Vediamo un esempio pratico: un’azienda di servizi che elabora programmi di computer e software. I tempi di consegna sono sempre strettissimi e i dipendenti sono continuamente sottoposti a superlavoro. Matteo è un programmatore dipendente di questa azienda: a volte si trova in difficoltà e indietro col lavoro, ma nessun collega può e vuole aiutarlo, perché impegnato a gestire i suoi stessi tempi strettissimi. Inoltre, nell’azienda esiste una forte competitività: ogni dipendente che riesce a consegnare in tempo il lavoro riceve una gratificazione, mentre chi resta indietro corre seri rischi. In conseguenza di tutto questo, i rapporti personali tra tutti i colleghi (e non solo nei confronti di Matteo) sono praticamente inesistenti e improntati a una gelida cortesia formale.

LA 1° FASE: IL CONFLITTO MIRATO

È la prima fase del Mobbing in cui si individua una vittima e verso di essa si dirige la conflittualità generale. Il conflitto fisiologico di base dunque prende una svolta, non è più una situazione stagnante, ma si incanala in una determinata direzione. In questo momento l’obiettivo non è più solo quello di emergere, ma quello di distruggere l’avversario, fargli le scarpe. Inoltre, il conflitto non è più oggettivo e limitato al lavoro, ma sempre più adesso sbanda verso argomenti privati.

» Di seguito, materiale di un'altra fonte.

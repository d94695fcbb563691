//! Multi-mount offset groups.
//!
//! A multi-mount owner keeps an ordered list of the offsets mounted below
//! it. The list is held in path order (keys compared component by
//! component), so every offset sorts after its parent and an offset's
//! descendants follow it contiguously. [`MapCache::get_offset`] relies on
//! that to report only the top-level offsets under a prefix.
//!
//! The list is guarded by the owner's entry lock. Group mutations on
//! different owners proceed concurrently; mutations of the same group are
//! serialized.

use std::cmp::Ordering;
use std::path::Path;
use std::sync::Arc;

use super::{MapCache, Table};
use crate::entry::{EntryId, MapEntry};
use crate::error::{CacheError, Result};

/// Path order: keys compared as sequences of `/`-separated components.
///
/// Unlike plain byte order this keeps `/a/b` between `/a` and `/a-b`.
pub(crate) fn path_order(a: &str, b: &str) -> Ordering {
    a.split('/').cmp(b.split('/'))
}

/// Link `entry` into an ordered offset list.
///
/// Fails with the id already holding the key if an offset with the same key
/// is present. Ids that no longer resolve are pruned on the way.
fn link_ordered(
    table: &Table,
    offsets: &mut Vec<EntryId>,
    entry: &MapEntry,
) -> std::result::Result<(), EntryId> {
    offsets.retain(|id| table.entry(*id).is_some());

    let key = entry.key();
    let search = offsets.binary_search_by(|id| {
        let sibling = table.entry(*id).map_or("", |me| me.key());
        path_order(sibling, key)
    });
    match search {
        Ok(found) => Err(offsets[found]),
        Err(pos) => {
            offsets.insert(pos, entry.id());
            Ok(())
        }
    }
}

/// Position in an owner's offset list for [`MapCache::get_offset`].
///
/// The default cursor starts before the first offset.
#[derive(Debug, Clone, Copy, Default, PartialEq, Eq)]
pub struct OffsetCursor {
    pos: Option<usize>,
}

impl OffsetCursor {
    /// A cursor positioned before the first offset.
    pub fn start() -> Self {
        Self::default()
    }

    fn next_index(self) -> usize {
        self.pos.map_or(0, |pos| pos + 1)
    }
}

/// The part of `key` from byte `start` on, if `start` is a char boundary
/// within the key.
fn tail(key: &str, start: usize) -> Option<&str> {
    key.get(start..)
}

/// Find the next top-level offset under `prefix` in a path-ordered key list.
///
/// `start` is the byte offset into each key where the prefix comparison
/// begins, which lets callers skip a shared mount-point prefix. Keys for
/// which `start` is past the end or not a char boundary are skipped. A
/// prefix of `"/"` (or empty) denotes the root, where every offset
/// qualifies.
fn next_offset(
    keys: &[&str],
    prefix: &str,
    start: usize,
    cursor: OffsetCursor,
) -> Option<(String, OffsetCursor)> {
    let plen = prefix.len();
    let skip = if plen <= 1 { 0 } else { plen };

    let mut next = cursor.next_index();
    let mut pos = cursor.pos;
    let mut found = None;
    while let Some(key) = keys.get(next) {
        pos = Some(next);
        next += 1;
        let Some(rest) = tail(key, start) else {
            continue;
        };
        if rest.len() <= plen || !rest.starts_with(prefix) {
            continue;
        }
        if rest.as_bytes().get(skip) != Some(&b'/') {
            continue;
        }
        found = Some(&rest[skip..]);
        break;
    }

    let offset = found?;
    let len = offset.len();

    // Step over the descendants of the offset just found.
    while let Some(key) = keys.get(next) {
        let Some(rest) = tail(key, start) else {
            break;
        };
        if rest.len() <= plen + len {
            break;
        }
        let Some(sub) = rest.get(skip..) else {
            break;
        };
        let sub = sub.as_bytes();
        if sub[0] != b'/' || sub.len() == len + 1 {
            break;
        }
        if sub[len] != b'/' || sub[..len] != *offset.as_bytes() {
            break;
        }
        pos = Some(next);
        next += 1;
    }

    Some((offset.to_string(), OffsetCursor { pos }))
}

/// Iterator over the top-level offsets of a group under a prefix.
///
/// Created by [`MapCache::offsets`].
#[derive(Debug)]
pub struct Offsets<'a> {
    cache: &'a MapCache,
    owner: Arc<MapEntry>,
    prefix: String,
    start: usize,
    cursor: OffsetCursor,
    done: bool,
}

impl Iterator for Offsets<'_> {
    type Item = String;

    fn next(&mut self) -> Option<Self::Item> {
        if self.done {
            return None;
        }
        match self
            .cache
            .get_offset(&self.prefix, self.start, &self.owner, self.cursor)
        {
            Some((offset, cursor)) => {
                self.cursor = cursor;
                Some(offset)
            }
            None => {
                self.done = true;
                None
            }
        }
    }
}

impl MapCache {
    /// Add or refresh the offset `offset_key` and link it into the group
    /// owned by `owner_key`.
    ///
    /// The owner must already exist. Linking an offset whose key is already
    /// in the group only refreshes its mount instruction. An offset that
    /// belongs to another group is refused with [`CacheError::Guarded`].
    pub fn add_offset(
        &self,
        owner_key: &str,
        offset_key: &str,
        mapent: Option<&str>,
        age: u64,
    ) -> Result<()> {
        let owner = self
            .lookup_exact(owner_key)
            .ok_or_else(|| CacheError::NotFound {
                key: owner_key.to_string(),
            })?;
        if offset_key == owner_key {
            return Err(CacheError::InvalidKey {
                key: offset_key.to_string(),
            });
        }

        self.update(offset_key, mapent, age)?;
        let entry = self
            .lookup_exact(offset_key)
            .ok_or_else(|| CacheError::NotFound {
                key: offset_key.to_string(),
            })?;

        if owner.state().group.member_of == Some(entry.id()) {
            tracing::error!(owner_key, offset_key, "offset would own its own owner");
            return Err(CacheError::InvalidKey {
                key: offset_key.to_string(),
            });
        }

        {
            let mut state = entry.state();
            match state.group.member_of {
                Some(current) if current == owner.id() && state.group.attached => {
                    tracing::debug!(owner_key, offset_key, "offset already linked");
                    return Ok(());
                }
                Some(current) if current != owner.id() => {
                    tracing::error!(
                        owner_key,
                        offset_key,
                        "offset already belongs to another multi-mount group"
                    );
                    return Err(CacheError::Guarded {
                        key: offset_key.to_string(),
                    });
                }
                _ => {
                    state.group.member_of = Some(owner.id());
                    state.group.attached = true;
                }
            }
        }

        let linked = {
            let table = self.table.read();
            if !table.entries.contains(entry.id()) || !table.entries.contains(owner.id()) {
                None
            } else {
                let mut state = owner.state();
                state.group.owns_group = true;
                Some(link_ordered(&table, &mut state.group.offsets, &entry))
            }
        };

        match linked {
            Some(Ok(())) => {
                tracing::debug!(owner_key, offset_key, "linked offset");
                Ok(())
            }
            // Re-attached while its id was still listed.
            Some(Err(existing)) if existing == entry.id() => Ok(()),
            Some(Err(_)) => {
                let mut state = entry.state();
                state.group.member_of = None;
                state.group.attached = false;
                Ok(())
            }
            None => {
                let mut state = entry.state();
                state.group.member_of = None;
                state.group.attached = false;
                Err(CacheError::NotFound {
                    key: offset_key.to_string(),
                })
            }
        }
    }

    /// Find the group offset whose key, from byte `start` on, equals the
    /// prefix joined with `offset`.
    ///
    /// `start` must fall on a char boundary of a sibling key for that key
    /// to match.
    ///
    /// A prefix of `"/"` (or shorter) is the root and contributes nothing.
    pub fn lookup_offset(
        &self,
        prefix: &str,
        offset: &str,
        start: usize,
        owner: &MapEntry,
    ) -> Option<Arc<MapEntry>> {
        let wanted = if prefix.len() > 1 {
            format!("{prefix}{offset}")
        } else {
            offset.to_string()
        };

        let table = self.table.read();
        let state = owner.state();
        state
            .group
            .offsets
            .iter()
            .filter_map(|id| table.entry(*id))
            .find(|me| tail(me.key(), start) == Some(wanted.as_str()))
            .cloned()
    }

    /// Next top-level offset under `prefix`, resuming after `cursor`.
    ///
    /// Returns the offset relative to `prefix` (starting with `/`) and the
    /// cursor to resume from. Offsets nested below a returned offset are
    /// skipped. `start` is the byte offset into each sibling key where the
    /// comparison begins; keys where it is not a char boundary are skipped,
    /// so every returned offset is found again by
    /// [`lookup_offset`](Self::lookup_offset).
    pub fn get_offset(
        &self,
        prefix: &str,
        start: usize,
        owner: &MapEntry,
        cursor: OffsetCursor,
    ) -> Option<(String, OffsetCursor)> {
        let table = self.table.read();
        let state = owner.state();
        let keys: Vec<&str> = state
            .group
            .offsets
            .iter()
            .filter_map(|id| table.entry(*id))
            .map(|me| me.key())
            .collect();
        next_offset(&keys, prefix, start, cursor)
    }

    /// Iterate over the top-level offsets under `prefix`.
    ///
    /// Each step re-reads the group, so concurrent changes may be observed.
    pub fn offsets(&self, prefix: &str, start: usize, owner: &Arc<MapEntry>) -> Offsets<'_> {
        Offsets {
            cache: self,
            owner: Arc::clone(owner),
            prefix: prefix.to_string(),
            start,
            cursor: OffsetCursor::start(),
            done: false,
        }
    }

    /// Tear down the group owned by `owner_key`.
    ///
    /// Each offset is detached and deleted. Offsets that fail to delete
    /// (typically owners of a nested, still populated group) are re-linked
    /// and counted; the owner keeps ownership while any remain. Calling
    /// this on an entry that does not own a group does nothing.
    pub fn delete_group(&self, root: &Path, owner_key: &str) -> Result<usize> {
        let owner = self
            .lookup_exact(owner_key)
            .ok_or_else(|| CacheError::NotFound {
                key: owner_key.to_string(),
            })?;

        // The ids stay in the owner's list until each sibling is gone, so the
        // owner remains guarded against delete and clean for the whole pass.
        let siblings: Vec<Arc<MapEntry>> = {
            let table = self.table.read();
            let state = owner.state();
            if !state.group.owns_group {
                tracing::debug!(owner_key, "not a multi-mount owner");
                return Ok(0);
            }
            state
                .group
                .offsets
                .iter()
                .filter_map(|id| table.entry(*id).cloned())
                .collect()
        };

        let mut left = 0;
        for sibling in siblings {
            sibling.state().group.attached = false;
            match self.delete(root, sibling.key(), false) {
                Ok(()) => {}
                Err(e) if e.is_not_found() => {}
                Err(e) => {
                    tracing::debug!(key = sibling.key(), error = %e, "offset left attached");
                    sibling.state().group.attached = true;
                    left += 1;
                    continue;
                }
            }
            owner
                .state()
                .group
                .offsets
                .retain(|id| *id != sibling.id());
        }

        {
            let table = self.table.read();
            let mut state = owner.state();
            state.group.offsets.retain(|id| table.entry(*id).is_some());
            state.group.owns_group = !state.group.offsets.is_empty();
        }

        if left > 0 {
            tracing::warn!(owner_key, left, "multi-mount group not fully removed");
        } else {
            tracing::debug!(owner_key, "multi-mount group removed");
        }
        Ok(left)
    }

    /// Keys of the offsets in the group owned by `owner_key`, in path order.
    ///
    /// `None` if the key is missing or does not own a group.
    pub fn group_offsets(&self, owner_key: &str) -> Option<Vec<String>> {
        let owner = self.lookup_exact(owner_key)?;
        let table = self.table.read();
        let state = owner.state();
        if !state.group.owns_group {
            return None;
        }
        Some(
            state
                .group
                .offsets
                .iter()
                .filter_map(|id| table.entry(*id))
                .map(|me| me.key().to_string())
                .collect(),
        )
    }

    /// Log the offsets of a group at info level and return them.
    pub fn dump_group(&self, owner_key: &str) -> Vec<String> {
        let offsets = self.group_offsets(owner_key).unwrap_or_default();
        for key in &offsets {
            tracing::info!(owner = owner_key, offset = %key, "multi-mount offset");
        }
        offsets
    }
}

Nel nostro esempio, Matteo riceve una cospicua gratificazione per aver portato a termine in tempo un importante lavoro. Questo suscita invidia nei colleghi che temono di venire ingiustamente surclassati: ora, pensano, il capufficio privilegerà lui invece di noi. Cominciano così a isolarlo e a prenderlo in giro: “Sei tu il fenomeno, quindi non hai bisogno di consigli da parte nostra”.

 

LA 2° FASE: L`INIZIO DEL MOBBING

Gli attacchi da parte del mobber non causano ancora sintomi o malattie di tipo psico-somatico sulla vittima, ma tuttavia le suscitano un senso di disagio e fastidio. Essa percepisce un inasprimento delle relazioni con i colleghi ed è portata quindi ad interrogarsi su tale mutamento.

Matteo è ora fatto bersaglio di veri e propri attacchi: è accusato di stakanovismo e di superbia nei confronti dei colleghi. Prima era spesso attaccato, ora ogni problema viene gettato su di lui, che è diventato ormai il capro espiatorio dell’intero ufficio: “La colpa del ritardo è sua, voleva fare tutto da solo”, “Non ci ha informato per avere da solo tutto il vantaggio”, “Quello vuole farci le scarpe a tutti”. Matteo si accorge della freddezza che improvvisamente lo circonda e comincia a chiedersi cosa mai ha fatto per meritarsela.

LA 3° FASE: PRIMI SINTOMI PSICO-SOMATICI

La vittima comincia a manifestare dei problemi di salute e questa situazione può protrarsi anche per lungo tempo. Questi primi sintomi riguardano in genere un senso di insicurezza, l’insorgere dell’insonnia e problemi digestivi.

A furia di interrogarsi, il nostro Matteo è arrivato al punto che la situazione in ufficio è diventata un chiodo fisso: non dorme più bene, si sveglia spesso in preda a incubi, comincia ad avvertire tremori alle gambe quando va in ufficio e entra in una lieve depressione, poiché vede che non riesce in nessun modo a migliorare le cose.